• [Goal of the exercise]: From the records below, transcribe exactly the lines that begin at the line with "Wire a scenario" and end at the line with "let audio_params = self.mapper.map(features)?;", both included.
════
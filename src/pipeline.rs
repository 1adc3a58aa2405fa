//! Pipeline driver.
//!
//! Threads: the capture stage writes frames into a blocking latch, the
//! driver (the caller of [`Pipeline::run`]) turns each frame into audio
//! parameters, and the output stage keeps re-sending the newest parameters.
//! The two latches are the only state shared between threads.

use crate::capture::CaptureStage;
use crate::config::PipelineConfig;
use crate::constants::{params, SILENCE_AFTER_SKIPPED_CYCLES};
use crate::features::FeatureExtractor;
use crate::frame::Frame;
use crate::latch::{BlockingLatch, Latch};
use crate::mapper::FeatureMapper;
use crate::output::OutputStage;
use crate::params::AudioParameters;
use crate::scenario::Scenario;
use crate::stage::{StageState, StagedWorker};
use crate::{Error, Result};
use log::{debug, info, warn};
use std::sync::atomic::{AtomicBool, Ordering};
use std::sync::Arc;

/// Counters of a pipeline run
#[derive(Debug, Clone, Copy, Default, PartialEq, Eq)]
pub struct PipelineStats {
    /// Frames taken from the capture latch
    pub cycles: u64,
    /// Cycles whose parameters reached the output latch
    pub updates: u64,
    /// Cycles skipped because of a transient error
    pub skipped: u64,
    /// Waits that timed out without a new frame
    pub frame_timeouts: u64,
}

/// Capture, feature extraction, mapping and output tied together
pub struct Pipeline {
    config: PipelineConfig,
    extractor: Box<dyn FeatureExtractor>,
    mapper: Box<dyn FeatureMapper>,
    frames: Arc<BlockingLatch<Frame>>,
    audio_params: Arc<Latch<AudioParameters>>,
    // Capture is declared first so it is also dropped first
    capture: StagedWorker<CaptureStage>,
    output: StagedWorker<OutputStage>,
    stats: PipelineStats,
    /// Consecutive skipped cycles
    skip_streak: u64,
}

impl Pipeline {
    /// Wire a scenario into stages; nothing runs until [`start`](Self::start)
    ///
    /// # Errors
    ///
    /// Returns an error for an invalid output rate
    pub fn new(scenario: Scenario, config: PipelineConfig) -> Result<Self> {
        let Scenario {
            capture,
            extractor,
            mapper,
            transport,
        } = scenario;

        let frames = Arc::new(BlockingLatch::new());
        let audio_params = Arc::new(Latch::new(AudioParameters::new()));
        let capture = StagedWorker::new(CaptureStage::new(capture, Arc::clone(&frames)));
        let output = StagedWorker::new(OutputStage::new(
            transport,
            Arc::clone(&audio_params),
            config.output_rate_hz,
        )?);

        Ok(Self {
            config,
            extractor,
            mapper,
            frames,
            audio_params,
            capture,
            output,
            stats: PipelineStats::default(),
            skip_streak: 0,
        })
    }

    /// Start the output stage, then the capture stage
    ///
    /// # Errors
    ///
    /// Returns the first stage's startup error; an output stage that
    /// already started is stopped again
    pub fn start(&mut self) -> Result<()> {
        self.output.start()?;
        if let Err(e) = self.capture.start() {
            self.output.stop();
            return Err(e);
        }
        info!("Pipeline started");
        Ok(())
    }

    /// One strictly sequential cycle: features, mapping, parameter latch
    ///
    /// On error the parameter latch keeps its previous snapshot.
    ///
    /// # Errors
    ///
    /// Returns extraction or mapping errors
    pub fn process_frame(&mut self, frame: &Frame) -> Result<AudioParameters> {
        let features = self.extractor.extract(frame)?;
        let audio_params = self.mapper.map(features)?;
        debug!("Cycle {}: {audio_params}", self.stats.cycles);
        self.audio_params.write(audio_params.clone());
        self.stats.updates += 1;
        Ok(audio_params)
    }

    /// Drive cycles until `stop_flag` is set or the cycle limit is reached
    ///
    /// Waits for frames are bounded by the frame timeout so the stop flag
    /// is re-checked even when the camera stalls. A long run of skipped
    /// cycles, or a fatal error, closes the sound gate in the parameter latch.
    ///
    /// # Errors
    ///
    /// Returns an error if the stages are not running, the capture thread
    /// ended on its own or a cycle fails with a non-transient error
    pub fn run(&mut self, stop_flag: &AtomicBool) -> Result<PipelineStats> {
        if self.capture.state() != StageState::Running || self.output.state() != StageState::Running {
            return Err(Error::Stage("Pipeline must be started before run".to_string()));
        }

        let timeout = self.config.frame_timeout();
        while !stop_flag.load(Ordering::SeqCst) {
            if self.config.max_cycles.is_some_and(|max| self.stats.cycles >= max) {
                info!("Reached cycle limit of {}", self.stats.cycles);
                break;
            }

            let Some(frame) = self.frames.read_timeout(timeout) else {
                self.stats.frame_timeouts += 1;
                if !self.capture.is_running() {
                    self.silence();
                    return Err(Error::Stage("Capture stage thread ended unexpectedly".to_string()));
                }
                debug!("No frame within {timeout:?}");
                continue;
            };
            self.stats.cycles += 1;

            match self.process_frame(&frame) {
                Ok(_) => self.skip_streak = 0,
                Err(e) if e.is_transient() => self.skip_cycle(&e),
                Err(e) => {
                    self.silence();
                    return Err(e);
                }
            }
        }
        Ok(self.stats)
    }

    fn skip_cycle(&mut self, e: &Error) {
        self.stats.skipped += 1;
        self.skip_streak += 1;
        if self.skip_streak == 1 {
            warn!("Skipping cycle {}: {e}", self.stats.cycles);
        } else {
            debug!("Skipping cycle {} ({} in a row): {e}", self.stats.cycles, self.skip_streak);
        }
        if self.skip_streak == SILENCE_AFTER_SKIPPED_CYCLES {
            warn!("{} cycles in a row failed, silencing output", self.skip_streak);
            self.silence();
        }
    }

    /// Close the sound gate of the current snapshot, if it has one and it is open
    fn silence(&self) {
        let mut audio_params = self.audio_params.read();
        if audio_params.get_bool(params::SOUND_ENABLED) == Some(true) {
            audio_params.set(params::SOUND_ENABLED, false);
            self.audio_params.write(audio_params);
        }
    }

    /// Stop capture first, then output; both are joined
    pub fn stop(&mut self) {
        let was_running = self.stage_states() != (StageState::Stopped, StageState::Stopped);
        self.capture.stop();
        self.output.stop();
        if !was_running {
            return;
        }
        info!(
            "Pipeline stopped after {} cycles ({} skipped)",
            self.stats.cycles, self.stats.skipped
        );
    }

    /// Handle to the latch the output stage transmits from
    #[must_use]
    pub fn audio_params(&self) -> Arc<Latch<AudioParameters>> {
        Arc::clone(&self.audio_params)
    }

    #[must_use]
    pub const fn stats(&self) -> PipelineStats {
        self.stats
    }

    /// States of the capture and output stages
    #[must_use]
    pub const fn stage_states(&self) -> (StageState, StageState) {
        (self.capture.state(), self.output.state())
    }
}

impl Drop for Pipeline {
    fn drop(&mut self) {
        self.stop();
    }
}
════
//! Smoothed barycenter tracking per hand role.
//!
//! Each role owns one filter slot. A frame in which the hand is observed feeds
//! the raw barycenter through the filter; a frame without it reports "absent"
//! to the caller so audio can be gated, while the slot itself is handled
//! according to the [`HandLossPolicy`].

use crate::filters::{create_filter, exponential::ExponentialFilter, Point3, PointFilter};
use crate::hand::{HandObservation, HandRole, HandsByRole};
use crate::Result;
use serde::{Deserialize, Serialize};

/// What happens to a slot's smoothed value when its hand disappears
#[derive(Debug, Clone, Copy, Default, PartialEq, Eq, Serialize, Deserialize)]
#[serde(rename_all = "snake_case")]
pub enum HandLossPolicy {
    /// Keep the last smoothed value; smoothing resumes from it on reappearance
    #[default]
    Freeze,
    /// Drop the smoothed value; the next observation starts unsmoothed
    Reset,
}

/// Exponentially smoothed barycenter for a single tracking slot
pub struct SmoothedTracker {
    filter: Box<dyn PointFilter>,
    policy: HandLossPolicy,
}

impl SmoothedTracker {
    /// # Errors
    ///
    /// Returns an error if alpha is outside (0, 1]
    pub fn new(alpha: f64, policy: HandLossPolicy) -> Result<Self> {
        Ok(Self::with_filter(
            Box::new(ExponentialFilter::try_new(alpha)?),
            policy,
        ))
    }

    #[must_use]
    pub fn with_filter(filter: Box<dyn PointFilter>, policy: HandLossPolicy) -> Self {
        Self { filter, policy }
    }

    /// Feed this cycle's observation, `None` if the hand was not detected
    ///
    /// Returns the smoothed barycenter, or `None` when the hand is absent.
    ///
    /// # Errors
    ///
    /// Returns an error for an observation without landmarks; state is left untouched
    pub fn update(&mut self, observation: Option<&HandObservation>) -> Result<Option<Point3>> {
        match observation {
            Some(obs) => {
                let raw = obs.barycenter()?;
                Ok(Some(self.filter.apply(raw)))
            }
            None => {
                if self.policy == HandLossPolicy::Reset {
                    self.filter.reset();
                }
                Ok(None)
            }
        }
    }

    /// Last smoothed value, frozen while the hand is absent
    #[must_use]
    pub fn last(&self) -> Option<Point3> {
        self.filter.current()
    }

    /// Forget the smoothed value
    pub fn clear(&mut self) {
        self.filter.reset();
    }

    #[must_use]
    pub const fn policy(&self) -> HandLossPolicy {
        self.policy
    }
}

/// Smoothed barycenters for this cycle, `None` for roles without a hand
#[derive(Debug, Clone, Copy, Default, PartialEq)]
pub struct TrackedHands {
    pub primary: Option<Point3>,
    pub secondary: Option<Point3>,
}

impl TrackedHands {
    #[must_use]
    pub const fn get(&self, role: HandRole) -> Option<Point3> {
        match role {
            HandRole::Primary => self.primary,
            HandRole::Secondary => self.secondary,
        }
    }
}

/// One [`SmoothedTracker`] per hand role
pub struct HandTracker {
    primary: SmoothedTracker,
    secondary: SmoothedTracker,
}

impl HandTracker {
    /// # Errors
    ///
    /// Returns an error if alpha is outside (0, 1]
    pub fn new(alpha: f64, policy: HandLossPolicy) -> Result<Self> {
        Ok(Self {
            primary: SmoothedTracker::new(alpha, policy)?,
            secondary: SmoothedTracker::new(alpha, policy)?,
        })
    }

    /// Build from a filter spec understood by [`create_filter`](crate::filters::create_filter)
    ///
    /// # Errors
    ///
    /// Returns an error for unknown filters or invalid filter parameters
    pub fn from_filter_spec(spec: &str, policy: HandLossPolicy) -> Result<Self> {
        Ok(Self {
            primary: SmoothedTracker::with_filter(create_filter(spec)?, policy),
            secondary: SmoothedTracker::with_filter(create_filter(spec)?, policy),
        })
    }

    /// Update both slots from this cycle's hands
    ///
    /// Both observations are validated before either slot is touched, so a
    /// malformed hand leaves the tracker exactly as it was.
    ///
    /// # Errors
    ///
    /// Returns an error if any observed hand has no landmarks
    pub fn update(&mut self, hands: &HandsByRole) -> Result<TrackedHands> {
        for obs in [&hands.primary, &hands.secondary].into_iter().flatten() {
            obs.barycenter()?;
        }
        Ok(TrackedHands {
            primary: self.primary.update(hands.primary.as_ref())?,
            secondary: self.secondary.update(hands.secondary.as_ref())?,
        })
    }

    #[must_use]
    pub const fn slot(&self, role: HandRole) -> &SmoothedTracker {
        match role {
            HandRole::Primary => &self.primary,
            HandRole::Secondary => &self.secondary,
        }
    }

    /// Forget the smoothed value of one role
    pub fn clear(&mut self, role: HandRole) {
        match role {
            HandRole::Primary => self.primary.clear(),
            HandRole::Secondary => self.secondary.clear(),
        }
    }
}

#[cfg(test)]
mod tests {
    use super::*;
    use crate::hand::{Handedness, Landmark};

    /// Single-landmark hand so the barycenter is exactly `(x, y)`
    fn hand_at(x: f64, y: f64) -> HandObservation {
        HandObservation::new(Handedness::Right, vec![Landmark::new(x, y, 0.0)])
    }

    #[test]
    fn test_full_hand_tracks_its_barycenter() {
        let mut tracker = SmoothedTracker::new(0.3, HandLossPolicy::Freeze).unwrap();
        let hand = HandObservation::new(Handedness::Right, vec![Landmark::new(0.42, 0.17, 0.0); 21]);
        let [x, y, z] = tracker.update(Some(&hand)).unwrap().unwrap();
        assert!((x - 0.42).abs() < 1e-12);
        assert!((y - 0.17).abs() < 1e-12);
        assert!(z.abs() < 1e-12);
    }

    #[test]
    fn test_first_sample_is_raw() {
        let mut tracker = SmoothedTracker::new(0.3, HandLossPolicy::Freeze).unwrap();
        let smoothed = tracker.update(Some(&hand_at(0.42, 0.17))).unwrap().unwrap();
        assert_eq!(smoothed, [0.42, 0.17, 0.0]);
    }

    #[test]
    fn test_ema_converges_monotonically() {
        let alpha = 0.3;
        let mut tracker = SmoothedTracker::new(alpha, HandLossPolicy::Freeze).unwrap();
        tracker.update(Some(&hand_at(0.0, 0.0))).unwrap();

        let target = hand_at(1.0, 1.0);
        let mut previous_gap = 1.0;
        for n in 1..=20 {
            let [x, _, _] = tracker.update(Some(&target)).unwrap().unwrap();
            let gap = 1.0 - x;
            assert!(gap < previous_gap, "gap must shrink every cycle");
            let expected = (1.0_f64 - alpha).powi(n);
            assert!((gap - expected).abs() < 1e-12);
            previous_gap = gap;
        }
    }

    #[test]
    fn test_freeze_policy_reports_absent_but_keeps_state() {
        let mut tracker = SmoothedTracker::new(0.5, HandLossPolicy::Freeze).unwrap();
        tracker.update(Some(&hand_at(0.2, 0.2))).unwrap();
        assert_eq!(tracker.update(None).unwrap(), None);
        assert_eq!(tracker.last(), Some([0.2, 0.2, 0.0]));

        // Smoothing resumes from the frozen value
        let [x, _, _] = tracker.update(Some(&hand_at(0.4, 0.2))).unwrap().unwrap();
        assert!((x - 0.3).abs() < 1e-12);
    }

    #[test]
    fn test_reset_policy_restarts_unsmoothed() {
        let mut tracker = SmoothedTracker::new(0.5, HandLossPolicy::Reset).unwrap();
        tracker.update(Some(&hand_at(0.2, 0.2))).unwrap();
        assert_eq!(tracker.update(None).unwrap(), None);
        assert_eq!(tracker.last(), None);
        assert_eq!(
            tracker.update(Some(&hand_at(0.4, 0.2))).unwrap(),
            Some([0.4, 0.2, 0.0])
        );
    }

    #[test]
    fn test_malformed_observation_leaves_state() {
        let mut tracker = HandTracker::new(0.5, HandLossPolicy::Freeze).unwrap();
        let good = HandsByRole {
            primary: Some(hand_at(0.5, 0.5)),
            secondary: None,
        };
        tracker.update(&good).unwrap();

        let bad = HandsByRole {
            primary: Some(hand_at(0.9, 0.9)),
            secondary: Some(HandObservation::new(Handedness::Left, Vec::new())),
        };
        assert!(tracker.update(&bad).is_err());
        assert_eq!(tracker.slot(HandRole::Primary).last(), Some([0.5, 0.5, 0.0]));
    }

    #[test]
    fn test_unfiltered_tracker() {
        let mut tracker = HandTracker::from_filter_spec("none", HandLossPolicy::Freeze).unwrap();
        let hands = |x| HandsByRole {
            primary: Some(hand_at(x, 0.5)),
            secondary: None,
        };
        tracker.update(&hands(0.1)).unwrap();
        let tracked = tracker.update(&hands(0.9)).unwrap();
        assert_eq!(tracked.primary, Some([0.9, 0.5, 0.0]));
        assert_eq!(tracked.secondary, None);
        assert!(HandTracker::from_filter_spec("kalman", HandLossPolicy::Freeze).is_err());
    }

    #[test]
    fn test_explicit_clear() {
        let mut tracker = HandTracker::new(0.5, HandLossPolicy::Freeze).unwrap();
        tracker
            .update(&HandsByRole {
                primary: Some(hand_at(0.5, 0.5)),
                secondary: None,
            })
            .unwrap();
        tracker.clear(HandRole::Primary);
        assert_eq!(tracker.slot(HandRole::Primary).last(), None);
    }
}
════
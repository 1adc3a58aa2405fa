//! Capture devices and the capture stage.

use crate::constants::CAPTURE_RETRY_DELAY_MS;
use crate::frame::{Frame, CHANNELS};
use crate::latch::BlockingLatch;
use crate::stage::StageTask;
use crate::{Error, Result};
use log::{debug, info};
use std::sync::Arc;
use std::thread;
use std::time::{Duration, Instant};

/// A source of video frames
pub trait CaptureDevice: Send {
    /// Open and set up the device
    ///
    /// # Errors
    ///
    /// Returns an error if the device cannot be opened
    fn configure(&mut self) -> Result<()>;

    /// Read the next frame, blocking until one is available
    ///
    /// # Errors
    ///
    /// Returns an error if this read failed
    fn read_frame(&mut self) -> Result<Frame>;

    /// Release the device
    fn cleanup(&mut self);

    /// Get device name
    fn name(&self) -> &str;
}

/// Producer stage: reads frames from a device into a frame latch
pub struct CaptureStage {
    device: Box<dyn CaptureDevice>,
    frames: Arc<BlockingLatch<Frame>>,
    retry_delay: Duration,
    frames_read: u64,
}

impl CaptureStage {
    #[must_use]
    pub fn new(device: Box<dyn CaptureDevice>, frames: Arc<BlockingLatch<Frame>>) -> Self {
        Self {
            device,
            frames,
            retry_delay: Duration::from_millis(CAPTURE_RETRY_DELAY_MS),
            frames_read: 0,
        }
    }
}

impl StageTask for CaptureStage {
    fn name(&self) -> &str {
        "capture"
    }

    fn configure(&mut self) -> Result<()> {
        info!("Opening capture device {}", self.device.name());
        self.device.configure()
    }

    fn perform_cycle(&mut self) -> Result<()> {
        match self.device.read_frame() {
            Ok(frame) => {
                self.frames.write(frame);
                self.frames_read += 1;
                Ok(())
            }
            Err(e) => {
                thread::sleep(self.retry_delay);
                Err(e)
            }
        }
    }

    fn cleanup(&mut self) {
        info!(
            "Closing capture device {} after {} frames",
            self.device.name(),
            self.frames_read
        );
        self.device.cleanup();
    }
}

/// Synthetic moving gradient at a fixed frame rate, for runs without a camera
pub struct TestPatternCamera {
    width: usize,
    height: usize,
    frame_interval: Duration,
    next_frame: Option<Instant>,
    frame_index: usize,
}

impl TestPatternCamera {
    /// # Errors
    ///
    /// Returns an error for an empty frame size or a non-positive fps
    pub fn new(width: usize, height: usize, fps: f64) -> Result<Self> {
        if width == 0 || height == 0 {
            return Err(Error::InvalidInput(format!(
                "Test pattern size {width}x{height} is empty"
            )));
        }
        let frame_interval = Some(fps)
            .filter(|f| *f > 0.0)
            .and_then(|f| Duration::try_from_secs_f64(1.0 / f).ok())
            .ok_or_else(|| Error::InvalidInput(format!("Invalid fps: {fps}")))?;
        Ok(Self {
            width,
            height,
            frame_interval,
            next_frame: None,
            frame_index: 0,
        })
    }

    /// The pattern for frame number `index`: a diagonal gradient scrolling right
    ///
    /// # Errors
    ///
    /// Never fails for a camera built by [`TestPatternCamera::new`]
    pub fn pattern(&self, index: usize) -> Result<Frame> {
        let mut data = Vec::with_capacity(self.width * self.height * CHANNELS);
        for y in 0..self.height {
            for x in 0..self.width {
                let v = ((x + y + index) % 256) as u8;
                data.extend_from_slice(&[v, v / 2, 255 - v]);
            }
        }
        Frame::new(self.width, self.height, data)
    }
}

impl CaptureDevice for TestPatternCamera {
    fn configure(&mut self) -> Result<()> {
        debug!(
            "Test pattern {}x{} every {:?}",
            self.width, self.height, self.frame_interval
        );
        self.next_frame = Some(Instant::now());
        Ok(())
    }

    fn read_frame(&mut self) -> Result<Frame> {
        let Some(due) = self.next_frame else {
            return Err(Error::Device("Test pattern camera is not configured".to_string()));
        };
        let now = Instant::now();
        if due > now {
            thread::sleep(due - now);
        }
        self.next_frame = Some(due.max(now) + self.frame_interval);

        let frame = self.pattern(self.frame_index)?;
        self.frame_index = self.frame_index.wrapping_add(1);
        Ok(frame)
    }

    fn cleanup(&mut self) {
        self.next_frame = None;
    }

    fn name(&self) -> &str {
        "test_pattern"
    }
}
════
• [Result of the exercise]:
    /// Wire a scenario into stages; nothing runs until [`start`](Self::start)
    ///
    /// # Errors
    ///
    /// Returns an error for an invalid output rate
    pub fn new(scenario: Scenario, config: PipelineConfig) -> Result<Self> {
        let Scenario {
            capture,
            extractor,
            mapper,
            transport,
        } = scenario;

        let frames = Arc::new(BlockingLatch::new());
        let audio_params = Arc::new(Latch::new(AudioParameters::new()));
        let capture = StagedWorker::new(CaptureStage::new(capture, Arc::clone(&frames)));
        let output = StagedWorker::new(OutputStage::new(
            transport,
            Arc::clone(&audio_params),
            config.output_rate_hz,
        )?);

        Ok(Self {
            config,
            extractor,
            mapper,
            frames,
            audio_params,
            capture,
            output,
            stats: PipelineStats::default(),
            skip_streak: 0,
        })
    }

    /// Start the output stage, then the capture stage
    ///
    /// # Errors
    ///
    /// Returns the first stage's startup error; an output stage that
    /// already started is stopped again
    pub fn start(&mut self) -> Result<()> {
        self.output.start()?;
        if let Err(e) = self.capture.start() {
            self.output.stop();
            return Err(e);
        }
        info!("Pipeline started");
        Ok(())
    }

    /// One strictly sequential cycle: features, mapping, parameter latch
    ///
    /// On error the parameter latch keeps its previous snapshot.
    ///
    /// # Errors
    ///
    /// Returns extraction or mapping errors
    pub fn process_frame(&mut self, frame: &Frame) -> Result<AudioParameters> {
        let features = self.extractor.extract(frame)?;
        let audio_params = self.mapper.map(features)?;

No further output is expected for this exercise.